Continuing east down Gladstone Street, an ominous grey stone building
towers into view. Those not familiar with the area may deem it a Catholic
church for its mission revival style architecture. However, it is in fact
the F. E. Weymouth Filtration Plant, one of five filtration plants within
the Metropolitan Water District of Southern California.
Red brick steps lead up to the aquatic sanctuary, which receives the
majority of its water from the Colorado River via the Metropolitan's 242-mile
aqueduct. Additional water flows in from Northern California rivers, streaming
down the 444-mile California Aqueduct.
"There are 500 people on this site, divided into three main groups
with 100 people each," says Kay Randals, field office administrator
for the Weymouth plant. "The others are spread around throughout the
While walking around the grounds, Randals explains that the area surrounding
the building was recently re-landscaped because the plants and trees had
become so overgrown that they covered some of the building's Spanish-style
arches and Native American-influenced designs.
Built in 1940, La Verne's plant is the only Metropolitan Water District
building that features this unique style of architecture. Randals notes
the Aztec zigzag design for water is consistent throughout the building.
In the massive domed-ceiling foyer, there are light and dark green tiles
that zigzag around the floor and walls. Outside, the design repeats, etched
into the stone walls, protecting the precious liquid that flows within.
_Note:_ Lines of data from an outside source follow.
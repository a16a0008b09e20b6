// src/engine/resample.rs
//
// Target-dimension policy and Lanczos3 resampling of RGBA buffers.
// fast_image_resize does the work; image::imageops is the fallback.

use crate::engine::buffer::{PixelBuffer, CHANNELS};
use crate::engine::common::{run_with_panic_policy, EngineResult};
use crate::error::PixelGateError;
use fast_image_resize::{self as fir, ImageBufferError, MulDiv, PixelType, ResizeOptions};
use image::imageops::FilterType;
use image::RgbaImage;

/// Upper bound on the enhancement upscale factor (reached at 100% enhancement).
pub const ENHANCE_MAX_SCALE: f64 = 2.5;

/// Fit `(width, height)` inside a square of `max_dimension`, never upscaling.
///
/// Each axis is rounded independently, so the aspect ratio may drift by a
/// fraction of a pixel.
pub fn calc_capped_dimensions(
    width: u32,
    height: u32,
    max_dimension: u32,
) -> EngineResult<(u32, u32)> {
    validate_dimensions(width, height, max_dimension)?;
    let long = width.max(height);
    if long <= max_dimension {
        return Ok((width, height));
    }
    let scale = max_dimension as f64 / long as f64;
    Ok((scaled(width, scale), scaled(height, scale)))
}

/// Target dimensions for the enhancer.
///
/// `scale = min(max_dimension / long_edge, ENHANCE_MAX_SCALE * factor)`. Low
/// factors can scale below 1, which shrinks the image.
pub fn enhance_dimensions(
    width: u32,
    height: u32,
    max_dimension: u32,
    factor: f32,
) -> EngineResult<(u32, u32)> {
    validate_dimensions(width, height, max_dimension)?;
    if !factor.is_finite() || factor <= 0.0 {
        return Err(PixelGateError::invalid_argument(
            "enhancement_factor",
            factor.to_string(),
            "must be a positive finite number",
        ));
    }
    let long = width.max(height) as f64;
    let scale = (max_dimension as f64 / long).min(ENHANCE_MAX_SCALE * factor as f64);
    let (w, h) = (scaled(width, scale), scaled(height, scale));
    // Rounding can tip the long edge one pixel past the cap.
    Ok((w.min(max_dimension), h.min(max_dimension)))
}

fn validate_dimensions(width: u32, height: u32, max_dimension: u32) -> EngineResult<()> {
    if width == 0 || height == 0 {
        return Err(PixelGateError::invalid_dimensions(width, height));
    }
    if max_dimension == 0 {
        return Err(PixelGateError::invalid_dimensions(max_dimension, max_dimension));
    }
    Ok(())
}

#[inline]
fn scaled(len: u32, scale: f64) -> u32 {
    ((len as f64 * scale).round() as u32).max(1)
}

/// Downscale so the long edge fits `max_dimension`. Smaller images pass through
/// untouched.
pub fn resample(buffer: PixelBuffer, max_dimension: u32) -> EngineResult<PixelBuffer> {
    let (w, h) = buffer.dimensions();
    let (dst_w, dst_h) = calc_capped_dimensions(w, h, max_dimension)?;
    resize_to(buffer, dst_w, dst_h)
}

/// Rescale toward the enhancer's target resolution.
pub fn resample_for_enhancement(
    buffer: PixelBuffer,
    max_dimension: u32,
    factor: f32,
) -> EngineResult<PixelBuffer> {
    let (w, h) = buffer.dimensions();
    let (dst_w, dst_h) = enhance_dimensions(w, h, max_dimension, factor)?;
    resize_to(buffer, dst_w, dst_h)
}

/// Resize to exact dimensions with Lanczos3. Same-size requests return the
/// buffer as is.
pub fn resize_to(buffer: PixelBuffer, dst_width: u32, dst_height: u32) -> EngineResult<PixelBuffer> {
    buffer.validate()?;
    if dst_width == 0 || dst_height == 0 {
        return Err(PixelGateError::invalid_dimensions(dst_width, dst_height));
    }
    let (src_width, src_height) = buffer.dimensions();
    if (src_width, src_height) == (dst_width, dst_height) {
        return Ok(buffer);
    }

    // Opaque sources skip premultiplication and stay exactly opaque.
    let opaque = buffer.is_opaque();
    let pixels = buffer.into_raw();
    let resized = run_with_panic_policy("resample:lanczos3", || {
        fast_resize(src_width, src_height, pixels, opaque, dst_width, dst_height).map_err(|msg| {
            PixelGateError::resize_failed((src_width, src_height), (dst_width, dst_height), msg)
        })
    })?;
    let mut out = PixelBuffer::from_raw(dst_width, dst_height, resized)?;
    if opaque {
        for px in out.pixels_mut() {
            px[3] = 255;
        }
    }
    Ok(out)
}

fn default_resize_options() -> ResizeOptions {
    ResizeOptions::new().resize_alg(fir::ResizeAlg::Convolution(fir::FilterType::Lanczos3))
}

fn fast_resize(
    src_width: u32,
    src_height: u32,
    mut src_pixels: Vec<u8>,
    opaque: bool,
    dst_width: u32,
    dst_height: u32,
) -> std::result::Result<Vec<u8>, String> {
    let required_bytes = src_width as usize * src_height as usize * CHANNELS;

    let primary = match fir::images::Image::from_slice_u8(
        src_width,
        src_height,
        src_pixels.as_mut_slice(),
        PixelType::U8x4,
    ) {
        Ok(src_image) => resize_with_source_image(&src_image, opaque, dst_width, dst_height),
        Err(ImageBufferError::InvalidBufferAlignment) => {
            let aligned = copy_pixels_to_aligned_image(src_width, src_height, &src_pixels, required_bytes)?;
            resize_with_source_image(&aligned, opaque, dst_width, dst_height)
        }
        Err(other) => Err(format!("fir source image error: {other:?}")),
    };

    match primary {
        Ok(pixels) => Ok(pixels),
        Err(err) => {
            tracing::debug!(target: "pixelgate::pipeline", error = %err, "fast resize failed, using image crate");
            resize_with_image_crate_fallback(src_pixels, src_width, src_height, dst_width, dst_height)
                .map_err(|fallback_err| format!("{err}; image crate fallback failed: {fallback_err}"))
        }
    }
}

fn copy_pixels_to_aligned_image(
    width: u32,
    height: u32,
    src_pixels: &[u8],
    required_bytes: usize,
) -> std::result::Result<fir::images::Image<'static>, String> {
    let mut aligned = fir::images::Image::new(width, height, PixelType::U8x4);
    let buffer = aligned.buffer_mut();
    if buffer.len() != required_bytes || src_pixels.len() < required_bytes {
        return Err(format!(
            "fir alignment fallback buffer mismatch. expected {required_bytes} bytes, got {} bytes",
            buffer.len()
        ));
    }
    buffer.copy_from_slice(&src_pixels[..required_bytes]);
    Ok(aligned)
}

fn resize_with_source_image(
    src_image: &fir::images::Image<'_>,
    opaque: bool,
    dst_width: u32,
    dst_height: u32,
) -> std::result::Result<Vec<u8>, String> {
    let mut dst_image = fir::images::Image::new(dst_width, dst_height, PixelType::U8x4);
    let mut resizer = fir::Resizer::new();

    if opaque {
        resizer
            .resize(src_image, &mut dst_image, &default_resize_options())
            .map_err(|e| format!("fir resize error: {e:?}"))?;
        return Ok(dst_image.into_vec());
    }

    // Premultiply into scratch space; the source keeps straight alpha for the
    // image crate fallback.
    let mul_div = MulDiv::default();
    let mut premultiplied =
        fir::images::Image::new(src_image.width(), src_image.height(), PixelType::U8x4);
    mul_div
        .multiply_alpha(src_image, &mut premultiplied)
        .map_err(|e| format!("failed to premultiply alpha: {e}"))?;

    resizer
        .resize(&premultiplied, &mut dst_image, &default_resize_options())
        .map_err(|e| format!("fir resize error: {e:?}"))?;

    mul_div
        .divide_alpha_inplace(&mut dst_image)
        .map_err(|e| format!("failed to unpremultiply alpha: {e}"))?;

    Ok(dst_image.into_vec())
}

fn resize_with_image_crate_fallback(
    src_pixels: Vec<u8>,
    src_width: u32,
    src_height: u32,
    dst_width: u32,
    dst_height: u32,
) -> std::result::Result<Vec<u8>, String> {
    let rgba = RgbaImage::from_raw(src_width, src_height, src_pixels)
        .ok_or_else(|| "failed to build rgba image for fallback resize".to_string())?;
    Ok(image::imageops::resize(&rgba, dst_width, dst_height, FilterType::Lanczos3).into_raw())
}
Presently under construction is a new water quality lab that is located
across the street from the Weymouth plant. Randals says that although the
new building is very modern, the architects will "try to tie the outside
to us" by including similar archways in the design and keep the mission
Sometimes, in an area of town, one may find a treasure that seems out
of place. In this border area of San Dimas and La Verne, there are several
unexpected delights: a corner bookstore, a hidden movie theater, a tiny
chapel, a towering water-filtering temple. It only takes patience to hunt
for these unique treasures that, once discovered, are not soon forgotten.